**Saved data entries**
--- START ---

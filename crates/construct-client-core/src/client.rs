use closure_traits::{ChannelCallBack, ChannelCallBackOutput};
use construct_shared::{
    const_config::{client::CLIENT_DEFAULT_SERVER_ADDRESS, path::PathSpec},
    errors::FetchError,
    session::Session,
    token::AuthToken,
    uac::rejection_reason,
};
use futures::channel::oneshot;
use reqwest::{header::AUTHORIZATION, Method, StatusCode};
use std::fmt::Debug;
use std::sync::{Arc, Mutex};
use tracing::{debug, info, warn};

use crate::session::{KeyValueStorage, MemoryStorage, SessionStore};

pub mod api;
pub mod auth;

pub const DUMMY_ARGUMENT: &[(&str, &str)] = &[("", "")];

/// Handle to the backend and the session it is used with
///
/// Clones share the same session. The session is only ever written by the
/// authentication operations, everything else reads snapshots of it.
#[derive(Debug, Clone)]
pub struct Client {
    api_client: reqwest::Client,
    inner: Arc<Mutex<ClientInner>>,
}

#[derive(Debug)]
struct ClientInner {
    server_address: String,
    session_store: SessionStore,
}

impl Default for Client {
    fn default() -> Self {
        Self::new(
            CLIENT_DEFAULT_SERVER_ADDRESS.to_string(),
            Box::new(MemoryStorage::default()),
        )
    }
}

impl Client {
    /// Creates the client and loads the session from `storage`
    #[tracing::instrument(name = "NEW CLIENT-CORE")]
    pub fn new(server_address: String, storage: Box<dyn KeyValueStorage>) -> Self {
        let api_client = reqwest::Client::builder()
            .build()
            .expect("Unable to create reqwest client");
        let server_address = server_address.trim_end_matches('/').to_string();
        Self {
            api_client,
            inner: Arc::new(Mutex::new(ClientInner {
                server_address,
                session_store: SessionStore::load(storage),
            })),
        }
    }

    /// Snapshot of the current session
    pub fn session(&self) -> Session {
        self.inner
            .lock()
            .expect("mutex poisoned")
            .session_store
            .session()
            .clone()
    }

    pub fn token(&self) -> Option<AuthToken> {
        self.inner
            .lock()
            .expect("mutex poisoned")
            .session_store
            .session()
            .token
            .clone()
    }

    pub fn is_logged_in(&self) -> bool {
        self.inner
            .lock()
            .expect("mutex poisoned")
            .session_store
            .session()
            .is_authenticated()
    }

    pub fn server_address(&self) -> String {
        self.inner
            .lock()
            .expect("mutex poisoned")
            .server_address
            .clone()
    }

    fn with_session_store<R>(&self, f: impl FnOnce(&mut SessionStore) -> R) -> R {
        f(&mut self.inner.lock().expect("mutex poisoned").session_store)
    }

    #[tracing::instrument(skip(args, token, on_done))]
    // WARNING: Must skip args as it my contain sensitive info and "safe" versions
    // would usually already be logged by the caller
    fn initiate_request<T, F, O>(
        &self,
        path_spec: &PathSpec,
        path: &str,
        token: Option<&AuthToken>,
        args: &T,
        on_done: F,
    ) where
        T: serde::Serialize + Debug,
        F: ChannelCallBack<O>,
        O: ChannelCallBackOutput,
    {
        let is_get_method = path_spec.method == Method::GET;
        let mut request = self.request_builder(path_spec, path, token);
        request = if is_get_method {
            request.query(&args)
        } else {
            request.json(&args)
        };
        reqwest_cross::fetch(request, on_done)
    }

    fn request_builder(
        &self,
        path_spec: &PathSpec,
        path: &str,
        token: Option<&AuthToken>,
    ) -> reqwest::RequestBuilder {
        let request = self
            .api_client
            .request(path_spec.method.clone(), self.path_to_url(path));
        match token {
            Some(token) => request.header(AUTHORIZATION, token.header_value()),
            None => request,
        }
    }

    /// Sends an authenticated request and decodes the JSON answer
    fn send_request_expect_json<F, T, U>(
        &self,
        path_spec: &PathSpec,
        path: &str,
        token: &AuthToken,
        args: &T,
        ui_notify: F,
    ) -> oneshot::Receiver<Result<U, FetchError>>
    where
        T: serde::Serialize + std::fmt::Debug,
        F: UiCallBack,
        U: Send + std::fmt::Debug + serde::de::DeserializeOwned + 'static,
    {
        let (tx, rx) = oneshot::channel();
        let on_done = move |resp: reqwest::Result<reqwest::Response>| async move {
            let msg = process_json_body(resp).await;
            send_result(tx, msg);
            ui_notify();
        };
        self.initiate_request(path_spec, path, Some(token), args, on_done);
        rx
    }

    /// Same as [`Self::send_request_expect_json`] but a 404 is reported as
    /// `None` instead of an error
    fn send_request_expect_optional_json<F, U>(
        &self,
        path_spec: &PathSpec,
        path: &str,
        token: &AuthToken,
        ui_notify: F,
    ) -> oneshot::Receiver<Result<Option<U>, FetchError>>
    where
        F: UiCallBack,
        U: Send + std::fmt::Debug + serde::de::DeserializeOwned + 'static,
    {
        let (tx, rx) = oneshot::channel();
        let on_done = move |resp: reqwest::Result<reqwest::Response>| async move {
            let msg = process_optional_json_body(resp).await;
            send_result(tx, msg);
            ui_notify();
        };
        self.initiate_request(path_spec, path, Some(token), &DUMMY_ARGUMENT, on_done);
        rx
    }

    #[tracing::instrument(ret)]
    fn path_to_url(&self, path: &str) -> String {
        format!(
            "{}{path}",
            &self
                .inner
                .lock()
                .expect("failed to unlock client mutex")
                .server_address
        )
    }
}

/// Delivers the outcome of a request
///
/// The receiver is gone when the view that asked has moved on or issued a
/// newer request, in which case the outcome is no longer wanted.
pub(crate) fn send_result<T: Debug>(tx: oneshot::Sender<T>, msg: T) {
    if let Err(unwanted) = tx.send(msg) {
        debug!(?unwanted, "receiver dropped, discarding response");
    }
}

#[tracing::instrument(ret, err(Debug))]
async fn process_json_body<T>(response: reqwest::Result<reqwest::Response>) -> Result<T, FetchError>
where
    T: Debug + serde::de::DeserializeOwned,
{
    let (response, status) = extract_response(response)?;
    if status.is_success() {
        response.json().await.map_err(|e| {
            warn!(?e, "response body was not the expected json");
            FetchError::Network(format!("failed to parse result as json: {e}"))
        })
    } else {
        Err(handle_error(response).await)
    }
}

#[tracing::instrument(ret, err(Debug))]
async fn process_optional_json_body<T>(
    response: reqwest::Result<reqwest::Response>,
) -> Result<Option<T>, FetchError>
where
    T: Debug + serde::de::DeserializeOwned,
{
    match response {
        Ok(response) if response.status() == StatusCode::NOT_FOUND => Ok(None),
        other => process_json_body(other).await.map(Some),
    }
}

#[tracing::instrument(ret)]
async fn handle_error(response: reqwest::Response) -> FetchError {
    let status = response.status();
    debug_assert!(
        !status.is_success(),
        "this is supposed to be an error, right? Status code is: {status}"
    );
    if status == StatusCode::UNAUTHORIZED {
        return FetchError::MissingToken;
    }
    let Ok(body) = response.text().await else {
        return FetchError::Network("failed to get response body".to_string());
    };
    if body.is_empty() {
        return FetchError::Rejected(format!("request failed with status code: {status}"));
    }
    let reason = match serde_json::from_str::<serde_json::Value>(&body) {
        Ok(json) => rejection_reason(&json, &[], &body),
        Err(_) => body,
    };
    FetchError::Rejected(reason)
}

/// Provides a way to standardize the error message
#[tracing::instrument(ret, err(Debug))]
fn extract_response(
    response: reqwest::Result<reqwest::Response>,
) -> Result<(reqwest::Response, StatusCode), FetchError> {
    let response = response.map_err(|e| {
        info!("Response is err: {e:#?}");
        FetchError::Network(format!("failed to send request: {e}"))
    })?;
    let status = response.status();
    Ok((response, status))
}

pub trait UiCallBack: 'static + Send + FnOnce() {}
impl<T> UiCallBack for T where T: 'static + Send + FnOnce() {}

#[cfg(not(target_arch = "wasm32"))]
pub mod closure_traits {
    pub trait ChannelCallBack<O>:
        'static + Send + FnOnce(reqwest::Result<reqwest::Response>) -> O
    {
    }
    impl<T, O> ChannelCallBack<O> for T where
        T: 'static + Send + FnOnce(reqwest::Result<reqwest::Response>) -> O
    {
    }
    pub trait ChannelCallBackOutput: futures::Future<Output = ()> + Send {}
    impl<T> ChannelCallBackOutput for T where T: futures::Future<Output = ()> + Send {}
}

#[cfg(target_arch = "wasm32")]
pub mod closure_traits {
    pub trait ChannelCallBack<O>:
        'static + FnOnce(reqwest::Result<reqwest::Response>) -> O
    {
    }
    impl<T, O> ChannelCallBack<O> for T where
        T: 'static + FnOnce(reqwest::Result<reqwest::Response>) -> O
    {
    }
    pub trait ChannelCallBackOutput: futures::Future<Output = ()> {}
    impl<T> ChannelCallBackOutput for T where T: futures::Future<Output = ()> {}
}
//! Login, registration and logout

use construct_shared::{
    const_config::{
        error::{ERR_LOGIN_FALLBACK, ERR_LOGIN_FIELDS, ERR_REGISTER_FALLBACK, ERR_REGISTER_FIELDS},
        path::{PathSpec, PATH_LOGIN, PATH_REGISTER},
    },
    errors::ValidationError,
    req_args::{LoginReqArgs, RegisterReqArgs},
    route::{NavigateTo, Route},
    token::AuthToken,
    uac::{rejection_reason, AuthError, TokenResponse, Username},
};
use futures::channel::oneshot;
use secrecy::ExposeSecret as _;
use tracing::{info, warn};

use super::{extract_response, send_result, Client, UiCallBack};

pub type AuthReceiver = oneshot::Receiver<Result<NavigateTo, AuthError>>;

/// The two endpoints that hand out a token
#[derive(Debug, Clone, Copy, PartialEq, Eq)]
enum AuthEndpoint {
    Login,
    Register,
}

impl AuthEndpoint {
    fn path_spec(self) -> PathSpec {
        match self {
            AuthEndpoint::Login => PATH_LOGIN,
            AuthEndpoint::Register => PATH_REGISTER,
        }
    }

    fn reason_fields(self) -> &'static [&'static str] {
        match self {
            AuthEndpoint::Login => ERR_LOGIN_FIELDS,
            AuthEndpoint::Register => ERR_REGISTER_FIELDS,
        }
    }

    fn fallback(self) -> &'static str {
        match self {
            AuthEndpoint::Login => ERR_LOGIN_FALLBACK,
            AuthEndpoint::Register => ERR_REGISTER_FALLBACK,
        }
    }
}

impl Client {
    /// Exchanges credentials for a token
    ///
    /// Invalid input is reported without contacting the server. On success the
    /// token is persisted and the caller is told to go to the dashboard.
    #[tracing::instrument(skip(ui_notify))]
    pub fn login<F: UiCallBack>(&self, args: LoginReqArgs, ui_notify: F) -> AuthReceiver {
        let prepared = args.validate().map(|username| {
            let body = serde_json::json!({
                "username": args.username,
                "password": args.password.expose_secret(),
            });
            (username, body)
        });
        self.authenticate(AuthEndpoint::Login, prepared, ui_notify)
    }

    /// Creates an account and logs straight into it
    #[tracing::instrument(skip(ui_notify))]
    pub fn register<F: UiCallBack>(&self, args: RegisterReqArgs, ui_notify: F) -> AuthReceiver {
        let prepared = args.validate().map(|username| {
            let body = serde_json::json!({
                "username": args.username,
                "email": args.email,
                "password": args.password.expose_secret(),
                "password2": args.password2.expose_secret(),
            });
            (username, body)
        });
        self.authenticate(AuthEndpoint::Register, prepared, ui_notify)
    }

    /// Forgets the token, cannot fail
    #[tracing::instrument]
    pub fn logout(&self) -> NavigateTo {
        self.with_session_store(|store| store.clear());
        info!("logged out");
        NavigateTo(Route::Login)
    }

    fn authenticate<F: UiCallBack>(
        &self,
        endpoint: AuthEndpoint,
        prepared: Result<(Username, serde_json::Value), ValidationError>,
        ui_notify: F,
    ) -> AuthReceiver {
        let (tx, rx) = oneshot::channel();
        let (username, body) = match prepared {
            Ok(prepared) => prepared,
            Err(e) => {
                info!(?e, "rejected before sending");
                send_result(tx, Err(e.into()));
                ui_notify();
                return rx;
            }
        };
        self.with_session_store(|store| store.set_loading(true));
        let client = self.clone();
        let on_done = move |resp: reqwest::Result<reqwest::Response>| async move {
            let outcome = process_auth(resp, endpoint).await;
            client.with_session_store(|store| {
                if let Ok(token) = &outcome {
                    store.save(token.clone(), username);
                }
                store.set_loading(false);
            });
            send_result(tx, outcome.map(|_| NavigateTo(Route::Dashboard)));
            ui_notify();
        };
        let path_spec = endpoint.path_spec();
        let request = self
            .request_builder(&path_spec, path_spec.path, None)
            .json(&body);
        reqwest_cross::fetch(request, on_done);
        rx
    }
}

#[tracing::instrument(ret, err(Debug))]
async fn process_auth(
    response: reqwest::Result<reqwest::Response>,
    endpoint: AuthEndpoint,
) -> Result<AuthToken, AuthError> {
    let (response, status) = extract_response(response).map_err(|_| AuthError::Network)?;
    let body: serde_json::Value = response.json().await.map_err(|e| {
        warn!(?e, %status, "auth response was not json");
        AuthError::Network
    })?;
    if status.is_success() {
        let TokenResponse { token } = serde_json::from_value(body).map_err(|e| {
            warn!(?e, "auth response did not contain a token");
            AuthError::Network
        })?;
        Ok(token)
    } else {
        Err(AuthError::Rejected(rejection_reason(
            &body,
            endpoint.reason_fields(),
            endpoint.fallback(),
        )))
    }
}
#![warn(clippy::all, rust_2018_idioms)]

use anyhow::Context as _;
use clap::Parser as _;

fn main() -> anyhow::Result<()> {
    let args = construct_app::cli::Cli::parse();
    let configuration =
        construct_app::configuration::get_configuration().context("failed to read configuration")?;

    if let Err(e) = construct_app::tracing::init(&args, &configuration.tracing.default_directive) {
        eprintln!("Failed to start tracing: {e}");
    }

    let rt = tokio::runtime::Builder::new_multi_thread()
        .enable_all()
        .build()
        .context("Unable to create Runtime")?;
    rt.block_on(construct_app::run(args, configuration))
}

--- END ---

**Your assignment**
Search the entries above for "Route". Show every line that has it.

**The completed task**
    route::{NavigateTo, Route},
        NavigateTo(Route::Login)
            send_result(tx, outcome.map(|_| NavigateTo(Route::Dashboard)));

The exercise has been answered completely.